This past week I watched the movie Fifty Shades of Grey for the first time with my mom. I already know what you're thinking, "didn't that come out, like, two years ago? What took her so long?" and "Okay, but why did she watch it with her mom?" Let me tell you what took me so long: I was never really enticed by the story's general concept. It just didn't do much in the way of engaging the attention of my hormones, and I never apologized for it. And as a woman who is waiting to have sex, I couldn't use it as a way to "spice up my relationship" even if I had wanted to.
So, I didn't give it any consideration until very recently. I was curious about certain aspects; I wanted to know if the movie explains where Christian Grey's "fetish" comes from. So I asked my mom to sit through it with me in case I was triggered in an unpleasant way. She and I got past the whole "awkward sex scenes" thing a couple years ago anyway when we made the mistake of watching Wolf of Wall Street together ("Let's watch this for movie night," she said. "It will be fun," she said...).
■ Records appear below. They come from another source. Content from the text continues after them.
// Copyright 2025 Muvon Un Limited
//
// Licensed under the Apache License, Version 2.0 (the "License");
// you may not use this file except in compliance with the License.
// You may obtain a copy of the License at
//
//     http://www.apache.org/licenses/LICENSE-2.0
//
// Unless required by applicable law or agreed to in writing, software
// distributed under the License is distributed on an "AS IS" BASIS,
// WITHOUT WARRANTIES OR CONDITIONS OF ANY KIND, either express or implied.
// See the License for the specific language governing permissions and
// limitations under the License.

// Health probe for an OpenCode server

use serde_json::Value;

/// Result of a single probe
#[derive(Debug, Clone, PartialEq)]
pub enum ProbeOutcome {
	/// `GET /session` answered with a JSON array
	Reachable,
	/// Nothing answered, or the answer was an error status
	Unreachable(String),
	/// Something answered, but not with structured data (for example a web UI)
	Malformed(String),
}

impl ProbeOutcome {
	pub fn is_reachable(&self) -> bool {
		matches!(self, ProbeOutcome::Reachable)
	}
}

/// Probe `base_url` by listing sessions
pub async fn probe(client: &reqwest::Client, base_url: &str) -> ProbeOutcome {
	let url = format!("{}/session", base_url.trim_end_matches('/'));

	let response = match client.get(&url).send().await {
		Ok(response) => response,
		Err(e) => return ProbeOutcome::Unreachable(e.to_string()),
	};

	let status = response.status();
	if !status.is_success() {
		return ProbeOutcome::Unreachable(format!("status {}", status.as_u16()));
	}

	let body = match response.text().await {
		Ok(body) => body,
		Err(e) => return ProbeOutcome::Unreachable(e.to_string()),
	};

	classify_body(&body)
}

/// Decide whether a successful probe body came from the session API
pub fn classify_body(body: &str) -> ProbeOutcome {
	if crate::api::looks_like_html(body) {
		return ProbeOutcome::Malformed("received HTML instead of JSON".to_string());
	}
	match serde_json::from_str::<Value>(body) {
		Ok(Value::Array(_)) => ProbeOutcome::Reachable,
		Ok(other) => ProbeOutcome::Malformed(format!(
			"expected a session list, got {}",
			json_kind(&other)
		)),
		Err(e) => ProbeOutcome::Malformed(format!("invalid JSON: {}", e)),
	}
}

fn json_kind(value: &Value) -> &'static str {
	match value {
		Value::Null => "null",
		Value::Bool(_) => "a boolean",
		Value::Number(_) => "a number",
		Value::String(_) => "a string",
		Value::Array(_) => "an array",
		Value::Object(_) => "an object",
	}
}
Let me preface my thoughts by making it clear that this is not a movie review, and that I'm neither promoting nor shaming BDSM between two consenting adults. But I also want to note that, right off the bat, I discovered that this movie wasn't really about how sexy BDSM is; I misjudged the whole purpose of the movie, and I think a lot of people do too. Sure, there were a few unquestionably steamy scenes. But they were pretty sporadic throughout the film (unless my mind is blocking some parts out, which is also plausible), and that's not the only indicator of my point.
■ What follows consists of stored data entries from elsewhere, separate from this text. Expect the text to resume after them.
// Copyright 2025 Muvon Un Limited
//
// Licensed under the Apache License, Version 2.0 (the "License");
// you may not use this file except in compliance with the License.
// You may obtain a copy of the License at
//
//     http://www.apache.org/licenses/LICENSE-2.0
//
// Unless required by applicable law or agreed to in writing, software
// distributed under the License is distributed on an "AS IS" BASIS,
// WITHOUT WARRANTIES OR CONDITIONS OF ANY KIND, either express or implied.
// See the License for the specific language governing permissions and
// limitations under the License.

// Implementation of a command completer for rustyline

use colored::*;
use rustyline::completion::{Completer, Pair};
use rustyline::error::ReadlineError;
use rustyline::highlight::Highlighter;
use rustyline::hint::{Hinter, HistoryHinter};
use rustyline::validate::Validator;
use rustyline::Helper;
use std::borrow::Cow::{self, Borrowed, Owned};

struct CommandCompleter {
	commands: Vec<&'static str>,
}

impl CommandCompleter {
	fn new() -> Self {
		Self {
			commands: crate::session::chat::COMMANDS.to_vec(),
		}
	}

	// Commands only complete on the first word; `/model anthropic/...` is free text
	fn matching(&self, line: &str) -> impl Iterator<Item = &&'static str> + '_ {
		let prefix = line.to_string();
		self.commands
			.iter()
			.filter(move |cmd| !prefix.contains(' ') && cmd.starts_with(prefix.as_str()))
	}

	fn is_known(&self, line: &str) -> bool {
		let first = line.split_whitespace().next().unwrap_or_default();
		self.commands.iter().any(|cmd| *cmd == first)
	}
}

impl Completer for CommandCompleter {
	type Candidate = Pair;

	fn complete(
		&self,
		line: &str,
		_pos: usize,
		_ctx: &rustyline::Context<'_>,
	) -> Result<(usize, Vec<Self::Candidate>), ReadlineError> {
		if !line.starts_with('/') {
			return Ok((0, vec![]));
		}

		let candidates = self
			.matching(line)
			.map(|cmd| Pair {
				display: cmd.to_string(),
				replacement: cmd.to_string(),
			})
			.collect();

		Ok((0, candidates))
	}
}

impl Hinter for CommandCompleter {
	type Hint = String;

	fn hint(&self, line: &str, _pos: usize, _ctx: &rustyline::Context<'_>) -> Option<Self::Hint> {
		if line.is_empty() || !line.starts_with('/') {
			return None;
		}

		self.matching(line)
			.next()
			.map(|cmd| cmd[line.len()..].to_string())
	}
}

impl Highlighter for CommandCompleter {
	fn highlight<'l>(&self, line: &'l str, _pos: usize) -> Cow<'l, str> {
		if line.starts_with('/') && (self.is_known(line) || self.matching(line).next().is_some()) {
			Owned(line.green().to_string())
		} else {
			Borrowed(line)
		}
	}

	fn highlight_char(&self, _line: &str, _pos: usize) -> bool {
		false
	}

	fn highlight_hint<'h>(&self, hint: &'h str) -> Cow<'h, str> {
		Owned(hint.bright_black().to_string())
	}
}

impl Validator for CommandCompleter {}

// Helper for rustyline
pub struct CommandHelper {
	completer: CommandCompleter,
	hinter: HistoryHinter,
}

impl CommandHelper {
	pub fn new() -> Self {
		Self {
			completer: CommandCompleter::new(),
			hinter: HistoryHinter {},
		}
	}
}

impl Default for CommandHelper {
	fn default() -> Self {
		Self::new()
	}
}

impl Helper for CommandHelper {}

impl Completer for CommandHelper {
	type Candidate = Pair;

	fn complete(
		&self,
		line: &str,
		pos: usize,
		ctx: &rustyline::Context<'_>,
	) -> Result<(usize, Vec<Self::Candidate>), ReadlineError> {
		self.completer.complete(line, pos, ctx)
	}
}

impl Hinter for CommandHelper {
	type Hint = String;

	fn hint(&self, line: &str, pos: usize, ctx: &rustyline::Context<'_>) -> Option<Self::Hint> {
		if line.starts_with('/') {
			self.completer.hint(line, pos, ctx)
		} else {
			self.hinter.hint(line, pos, ctx)
		}
	}
}

impl Highlighter for CommandHelper {
	fn highlight<'l>(&self, line: &'l str, pos: usize) -> Cow<'l, str> {
		self.completer.highlight(line, pos)
	}

	fn highlight_char(&self, line: &str, pos: usize) -> bool {
		self.completer.highlight_char(line, pos)
	}

	fn highlight_hint<'h>(&self, hint: &'h str) -> Cow<'h, str> {
		self.completer.highlight_hint(hint)
	}
}

impl Validator for CommandHelper {}

#[cfg(test)]
mod tests {
	use super::*;

	#[test]
	fn test_prefix_matches_commands() {
		let completer = CommandCompleter::new();
		let matches: Vec<_> = completer.matching("/mo").copied().collect();
		assert_eq!(matches, vec!["/models", "/model"]);
	}

	#[test]
	fn test_arguments_stop_completion() {
		let completer = CommandCompleter::new();
		assert_eq!(completer.matching("/model anth").count(), 0);
		assert!(completer.is_known("/model anthropic/claude-sonnet-4"));
		assert!(!completer.is_known("/bogus"));
	}
}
Christian Grey does not tell us much about himself; most of the things I learned about him were observed from his actions and through personal experience and intuition. One thing he does share, though, is the way in which he lost his virginity. He speaks with so little emotion that it doesn't seem as though he's bothered by it, which can sometimes make an audience feel equally indifferent. But don't be fooled; a middle aged woman seducing a fifteen year old is very wrong and very illegal. Christian Grey was raped, and we probably won't ever be sure how many times over the course of that six years. I did some research and understand that there are some other details about his past that have played a role in shaping who he is. But I was immediately sympathetic to him, and, quite frankly, satisfied that there was more depth to the story than just a bunch of kinky sex.
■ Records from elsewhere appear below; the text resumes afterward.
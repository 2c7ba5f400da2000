// Copyright 2025 Muvon Un Limited
//
// Licensed under the Apache License, Version 2.0 (the "License");
// you may not use this file except in compliance with the License.
// You may obtain a copy of the License at
//
//     http://www.apache.org/licenses/LICENSE-2.0
//
// Unless required by applicable law or agreed to in writing, software
// distributed under the License is distributed on an "AS IS" BASIS,
// WITHOUT WARRANTIES OR CONDITIONS OF ANY KIND, either express or implied.
// See the License for the specific language governing permissions and
// limitations under the License.

use anyhow::{Context, Result};
use clap::Parser;
use colored::*;
use std::io::IsTerminal;
use std::process::ExitCode;
use std::sync::atomic::{AtomicBool, Ordering};
use std::sync::Arc;

use opencode_chat::api::{AgentApi, SessionClient};
use opencode_chat::config::{set_thread_config, Config};
use opencode_chat::server::{ServerHandle, ServerSupervisor};
use opencode_chat::session::chat::{resolve_startup_selection, ChatContext, EditorInput};
use opencode_chat::session::run_repl;
use opencode_chat::{log_debug, log_error, log_info};

#[derive(Parser)]
#[command(name = "opencode-chat")]
#[command(version)]
#[command(about = "Terminal chat client for a local OpenCode agent server")]
struct ChatArgs {}

#[tokio::main(flavor = "current_thread")]
async fn main() -> ExitCode {
	let _args = ChatArgs::parse();

	match run().await {
		Ok(()) => ExitCode::SUCCESS,
		Err(e) => {
			log_error!("Error: {:#}", e);
			ExitCode::from(1)
		}
	}
}

fn print_banner() {
	println!("{}", "┌─────────────────────────────────────────────".green());
	println!("{} {}", "│".green(), "opencode-chat".bold());
	println!("{} Terminal chat client for OpenCode", "│".green());
	println!(
		"{} Type {} for commands, {} to exit",
		"│".green(),
		"/help".cyan(),
		"/quit".cyan()
	);
	println!("{}", "└─────────────────────────────────────────────".green());
}

async fn run() -> Result<()> {
	let config = Config::load()?;
	set_thread_config(&config);

	print_banner();
	if let Some(path) = config.config_path() {
		log_info!("Loaded config from {}", path.display());
	}

	let supervisor = ServerSupervisor::new(&config)?;
	println!("{}", "Connecting to OpenCode server...".bright_black());
	let (base_url, guard) = supervisor.ensure_available().await?;
	println!("{}", format!("Connected to {}", base_url).bright_black());

	let api: Arc<dyn AgentApi> = Arc::new(SessionClient::new(&base_url, &config)?);

	let selection = resolve_startup_selection(api.as_ref(), &config).await;
	println!("{}", format!("Using {}", selection).bright_black());

	let session_id = api
		.create_session()
		.await
		.context("Error creating session")?;
	println!("{}", format!("Session: {}", session_id).bright_black());

	let interrupt = Arc::new(AtomicBool::new(false));
	let mut ctx = ChatContext::new(
		api,
		session_id,
		selection,
		config.clone(),
		guard.handle(),
		Box::new(std::io::stdout()),
	)
	.with_interrupt(interrupt.clone())
	.with_interactive(std::io::stdout().is_terminal());

	install_interrupt_handler(interrupt, ctx.processing_flag(), guard.handle())?;

	let mut input = EditorInput::new()?;
	let reason = run_repl(&mut ctx, &mut input).await?;
	log_debug!("Chat ended: {:?}", reason);

	// Normally already released by the loop; this covers early returns too
	drop(guard);
	Ok(())
}

// Ctrl+C while a reply is pending cancels it, anywhere else it exits
fn install_interrupt_handler(
	interrupt: Arc<AtomicBool>,
	processing: Arc<AtomicBool>,
	server: ServerHandle,
) -> Result<()> {
	ctrlc::set_handler(move || {
		if processing.load(Ordering::SeqCst) {
			// Second Ctrl+C before the first was handled forces the exit
			if interrupt.swap(true, Ordering::SeqCst) {
				println!("\nForcing exit due to repeated Ctrl+C...");
				server.shutdown();
				std::process::exit(130);
			}
			return;
		}

		println!("\nGoodbye!");
		server.shutdown();
		std::process::exit(0);
	})
	.context("Error setting Ctrl+C handler")?;
	Ok(())
}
The statutory rape is a crucial explanation for his habits and traits that mystify Anastasia (even though she learns about his assaults at the same time we do). He does not like to be touched. Even outside of the physically intimate moments the two characters share, he reprimands her each time she attempts to reach for him. Survivors of sexual assault are often alarmed by sudden personal contact, particularly when they have been triggered. He also has never had a relationship, nor has he slept in a bed with another person before he meets Ana. This would come across as strange to those who don't fully understand the effects of sexual violence. But it is actually normal to respond to the trauma by avoiding romantic intimacy, whether consciously or not. It is equally normal to lose sight of what a healthy sex life looks like. That's why I didn't find it a coincidence that he only has desire for sex if it resembles that of his rape. Yet, I don't think he ever means harm, hence the extensive contracts and his repeated reassurance to Ana that she is free to leave whenever she wants.
Christian Grey "exercises control in all things." That is a major indicator of trauma. Survivors are all different. No one handles it in the same way. But one of the most common things that is shared across the board is the obsession, the desperation of having control. It's as if we try to make up for that one part of our past when we have zero control by having all of it in every aspect of our lives moving forward. Christian Grey even takes this into the bedroom. He likes to be the roaring voice of authority over when, where, how, and with whom both partners express their sexuality.
This did not bother me even in the slightest when he describes the contracts that he and his past "submissives" had agreed to and signed. That is called consent, and it is required under the law at all times. But Anastasia never signs the contract they construct. She never formally consents to anything written in the document because she is torn between a man she wants and his lifestyle that she doesn't. Yet they engage in several BDSM sexual activities. And, unsurprisingly, we see her recoil and refuse his touch toward the end. This is a sign that, even though she asks it of him, she feels violated. As if she, too, sees his habits as unhealthy and even disturbing. And we see her finally decide (for now) that she would rather sacrifice having him than continue with sexual acts that she so clearly does not want.
When the movie ended and the credits rolled, two things were going through my head: First, I was relieved that I had not been triggered by the nature of the graphic content. On the contrary, it was validating to see Christian Grey express some of the symptoms of PTSD that I struggle with. Second, I decided that Fifty Shades of Grey is not at all about glorifying kinky sex. BDSM is not accurately portrayed in the film because it's really about Christian's damaging obsession with dominating women, or just dominating in general. It's about a broken man who's unable to face the trauma of rape but instead repeats the cycle of his attacker through sexual activity that he considers BDSM because it's the only thing he really knows. He finally admits it when he calls himself "fifty shades of fucked up."
I appreciate this author for giving me this insight and for daring to write about something that really needs to be talked about more. Who knew so much depth could come from what started out at Twilight fan fiction?